■ Instructions to follow
Give the entries again exactly, every one of them.

(Collection entries)
# # # #

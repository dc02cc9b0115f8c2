use actix_web::{HttpResponse, web};
use chrono::{NaiveDate, Utc};
use hrm_sync::AppContext;
use hrm_sync::model::{Employee, Role, day_start};
use serde::{Deserialize, Serialize};
use serde_json::{Value, json};
use utoipa::{IntoParams, ToSchema};

use super::ApiResult;
use crate::auth::auth::AuthUser;

#[derive(Deserialize, Serialize, ToSchema)]
pub struct CreateEmployee {
    #[schema(example = "Jane Doe")]
    pub name: String,
    #[schema(example = "jane@company.com", format = "email", value_type = String)]
    pub email: String,
    #[schema(example = "+8801712345678")]
    pub phone: Option<String>,
    #[schema(example = "EMP-001")]
    pub employee_id: String,
    #[schema(example = "auth-uid-123")]
    pub user_id: String,
    #[schema(example = "Engineering")]
    pub department: String,
    #[schema(example = "Backend Engineer")]
    pub designation: String,
    #[schema(example = "USER", value_type = String)]
    pub role: Option<Role>,
    #[schema(example = "2026-01-01", format = "date", value_type = String)]
    pub joining_date: NaiveDate,
}

#[derive(Debug, Deserialize, IntoParams, ToSchema)]
pub struct EmployeeQuery {
    /// Filter by department
    pub department: Option<String>,
}

#[derive(Serialize, ToSchema)]
pub struct EmployeeListResponse {
    #[schema(value_type = Vec<Object>)]
    pub data: Vec<Employee>,
    #[schema(example = 10)]
    pub total: usize,
}

/// Create Employee
#[utoipa::path(
    post,
    path = "/api/employees",
    request_body = CreateEmployee,
    responses(
        (status = 201, description = "Employee created", body = Object),
        (status = 409, description = "Employee code or user already in use", body = Object, example = json!({
            "message": "Employee already exists with userId = auth-uid-123"
        }))
    ),
    tag = "Employee",
    security(
        ("bearer_auth" = [])
    )
)]
pub async fn create_employee(
    auth: AuthUser,
    ctx: web::Data<AppContext>,
    payload: web::Json<CreateEmployee>,
) -> ApiResult {
    auth.require_admin()?;
    let payload = payload.into_inner();
    let now = Utc::now();

    let employee = ctx
        .employees
        .create_employee(Employee {
            id: String::new(),
            name: payload.name,
            email: payload.email,
            phone: payload.phone,
            employee_id: payload.employee_id,
            user_id: payload.user_id,
            department: payload.department,
            designation: payload.designation,
            role: payload.role.unwrap_or(Role::User),
            joining_date: day_start(payload.joining_date),
            added_by: auth.user_id.clone(),
            is_active: true,
            created_at: now,
        })
        .await?;

    Ok(HttpResponse::Created().json(employee))
}

#[utoipa::path(
    get,
    path = "/api/employees",
    params(EmployeeQuery),
    responses(
        (status = 200, description = "Active employees", body = EmployeeListResponse)
    ),
    tag = "Employee",
    security(
        ("bearer_auth" = [])
    )
)]
pub async fn list_employees(
    _auth: AuthUser,
    ctx: web::Data<AppContext>,
    query: web::Query<EmployeeQuery>,
) -> ApiResult {
    let employees = match &query.department {
        Some(department) => ctx.employees.list_by_department(department).await?,
        None => ctx.employees.list_active().await?,
    };

    Ok(HttpResponse::Ok().json(EmployeeListResponse {
        total: employees.len(),
        data: employees,
    }))
}

/// Update Employee
///
/// Partial update; `isActive` is changed through deactivate only.
#[utoipa::path(
    put,
    path = "/api/employees/{id}",
    params(
        ("id", Path, description = "Employee record id")
    ),
    request_body = Object,
    responses(
        (status = 200, description = "Employee updated", body = Object),
        (status = 400, description = "Field cannot be patched", body = Object),
        (status = 404, description = "Employee not found", body = Object, example = json!({
            "message": "Employee not found: abc"
        }))
    ),
    tag = "Employee",
    security(
        ("bearer_auth" = [])
    )
)]
pub async fn update_employee(
    auth: AuthUser,
    ctx: web::Data<AppContext>,
    path: web::Path<String>,
    body: web::Json<Value>,
) -> ApiResult {
    auth.require_admin()?;
    let employee = ctx.employees.update_employee(&path, &body).await?;
    Ok(HttpResponse::Ok().json(employee))
}

/// Deactivate Employee
#[utoipa::path(
    delete,
    path = "/api/employees/{id}",
    params(
        ("id", Path, description = "Employee record id")
    ),
    responses(
        (status = 200, description = "Employee deactivated", body = Object, example = json!({
            "message": "Employee deactivated"
        })),
        (status = 404, description = "Employee not found", body = Object)
    ),
    tag = "Employee",
    security(
        ("bearer_auth" = [])
    )
)]
pub async fn deactivate_employee(
    auth: AuthUser,
    ctx: web::Data<AppContext>,
    path: web::Path<String>,
) -> ApiResult {
    auth.require_admin()?;
    ctx.employees.deactivate(&path).await?;
    Ok(HttpResponse::Ok().json(json!({
        "message": "Employee deactivated"
    })))
}

/// Get Employee by ID
#[utoipa::path(
    get,
    path = "/api/employees/{id}",
    params(
        ("id", Path, description = "Employee record id")
    ),
    responses(
        (status = 200, description = "Employee found", body = Object),
        (status = 404, description = "Employee not found", body = Object)
    ),
    tag = "Employee",
    security(
        ("bearer_auth" = [])
    )
)]
pub async fn get_employee(
    auth: AuthUser,
    ctx: web::Data<AppContext>,
    path: web::Path<String>,
) -> ApiResult {
    auth.require_self_or_admin(&path)?;
    let employee = ctx.employees.get(&path).await?;
    Ok(HttpResponse::Ok().json(employee))
}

# # # #

■ Task solution
repository dc02cc9b0115f8c2
use actix_web::{HttpResponse, web};
use chrono::{NaiveDate, Utc};
use hrm_sync::AppContext;
use hrm_sync::model::{Employee, Role, day_start};
use serde::{Deserialize, Serialize};
use serde_json::{Value, json};
use utoipa::{IntoParams, ToSchema};

use super::ApiResult;
use crate::auth::auth::AuthUser;

#[derive(Deserialize, Serialize, ToSchema)]
pub struct CreateEmployee {
    #[schema(example = "Jane Doe")]
    pub name: String,
    #[schema(example = "jane@company.com", format = "email", value_type = String)]
    pub email: String,
    #[schema(example = "+8801712345678")]
    pub phone: Option<String>,
    #[schema(example = "EMP-001")]
    pub employee_id: String,
    #[schema(example = "auth-uid-123")]
    pub user_id: String,
    #[schema(example = "Engineering")]
    pub department: String,
    #[schema(example = "Backend Engineer")]
    pub designation: String,
    #[schema(example = "USER", value_type = String)]
    pub role: Option<Role>,
    #[schema(example = "2026-01-01", format = "date", value_type = String)]
    pub joining_date: NaiveDate,
}

#[derive(Debug, Deserialize, IntoParams, ToSchema)]
pub struct EmployeeQuery {
    /// Filter by department
    pub department: Option<String>,
}

#[derive(Serialize, ToSchema)]
pub struct EmployeeListResponse {
    #[schema(value_type = Vec<Object>)]
    pub data: Vec<Employee>,
    #[schema(example = 10)]
    pub total: usize,
}

/// Create Employee
#[utoipa::path(
    post,
    path = "/api/employees",
    request_body = CreateEmployee,
    responses(
        (status = 201, description = "Employee created", body = Object),
        (status = 409, description = "Employee code or user already in use", body = Object, example = json!({
            "message": "Employee already exists with userId = auth-uid-123"
        }))
    ),
    tag = "Employee",
    security(
        ("bearer_auth" = [])
    )
)]
pub async fn create_employee(
    auth: AuthUser,
    ctx: web::Data<AppContext>,
    payload: web::Json<CreateEmployee>,
) -> ApiResult {
    auth.require_admin()?;
    let payload = payload.into_inner();
    let now = Utc::now();

    let employee = ctx
        .employees
        .create_employee(Employee {
            id: String::new(),
            name: payload.name,
            email: payload.email,
            phone: payload.phone,
            employee_id: payload.employee_id,
            user_id: payload.user_id,
            department: payload.department,
            designation: payload.designation,
            role: payload.role.unwrap_or(Role::User),
            joining_date: day_start(payload.joining_date),
            added_by: auth.user_id.clone(),
            is_active: true,
            created_at: now,
        })
        .await?;

    Ok(HttpResponse::Created().json(employee))
}

#[utoipa::path(
    get,
    path = "/api/employees",
    params(EmployeeQuery),
    responses(
        (status = 200, description = "Active employees", body = EmployeeListResponse)
    ),
    tag = "Employee",
    security(
        ("bearer_auth" = [])
    )
)]
pub async fn list_employees(
    _auth: AuthUser,
    ctx: web::Data<AppContext>,
    query: web::Query<EmployeeQuery>,
) -> ApiResult {
    let employees = match &query.department {
        Some(department) => ctx.employees.list_by_department(department).await?,
        None => ctx.employees.list_active().await?,
    };

    Ok(HttpResponse::Ok().json(EmployeeListResponse {
        total: employees.len(),
        data: employees,
    }))
}

/// Update Employee
///
/// Partial update; `isActive` is changed through deactivate only.
#[utoipa::path(
    put,
    path = "/api/employees/{id}",
    params(
        ("id", Path, description = "Employee record id")
    ),
    request_body = Object,
    responses(
        (status = 200, description = "Employee updated", body = Object),
        (status = 400, description = "Field cannot be patched", body = Object),
        (status = 404, description = "Employee not found", body = Object, example = json!({
            "message": "Employee not found: abc"
        }))
    ),
    tag = "Employee",
    security(
        ("bearer_auth" = [])
    )
)]
pub async fn update_employee(
    auth: AuthUser,
    ctx: web::Data<AppContext>,
    path: web::Path<String>,
    body: web::Json<Value>,
) -> ApiResult {
    auth.require_admin()?;
    let employee = ctx.employees.update_employee(&path, &body).await?;
    Ok(HttpResponse::Ok().json(employee))
}

/// Deactivate Employee
#[utoipa::path(
    delete,
    path = "/api/employees/{id}",
    params(
        ("id", Path, description = "Employee record id")
    ),
    responses(
        (status = 200, description = "Employee deactivated", body = Object, example = json!({
            "message": "Employee deactivated"
        })),
        (status = 404, description = "Employee not found", body = Object)
    ),
    tag = "Employee",
    security(
        ("bearer_auth" = [])
    )
)]
pub async fn deactivate_employee(
    auth: AuthUser,
    ctx: web::Data<AppContext>,
    path: web::Path<String>,
) -> ApiResult {
    auth.require_admin()?;
    ctx.employees.deactivate(&path).await?;
    Ok(HttpResponse::Ok().json(json!({
        "message": "Employee deactivated"
    })))
}

/// Get Employee by ID
#[utoipa::path(
    get,
    path = "/api/employees/{id}",
    params(
        ("id", Path, description = "Employee record id")
    ),
    responses(
        (status = 200, description = "Employee found", body = Object),
        (status = 404, description = "Employee not found", body = Object)
    ),
    tag = "Employee",
    security(
        ("bearer_auth" = [])
    )
)]
pub async fn get_employee(
    auth: AuthUser,
    ctx: web::Data<AppContext>,
    path: web::Path<String>,
) -> ApiResult {
    auth.require_self_or_admin(&path)?;
    let employee = ctx.employees.get(&path).await?;
    Ok(HttpResponse::Ok().json(employee))
}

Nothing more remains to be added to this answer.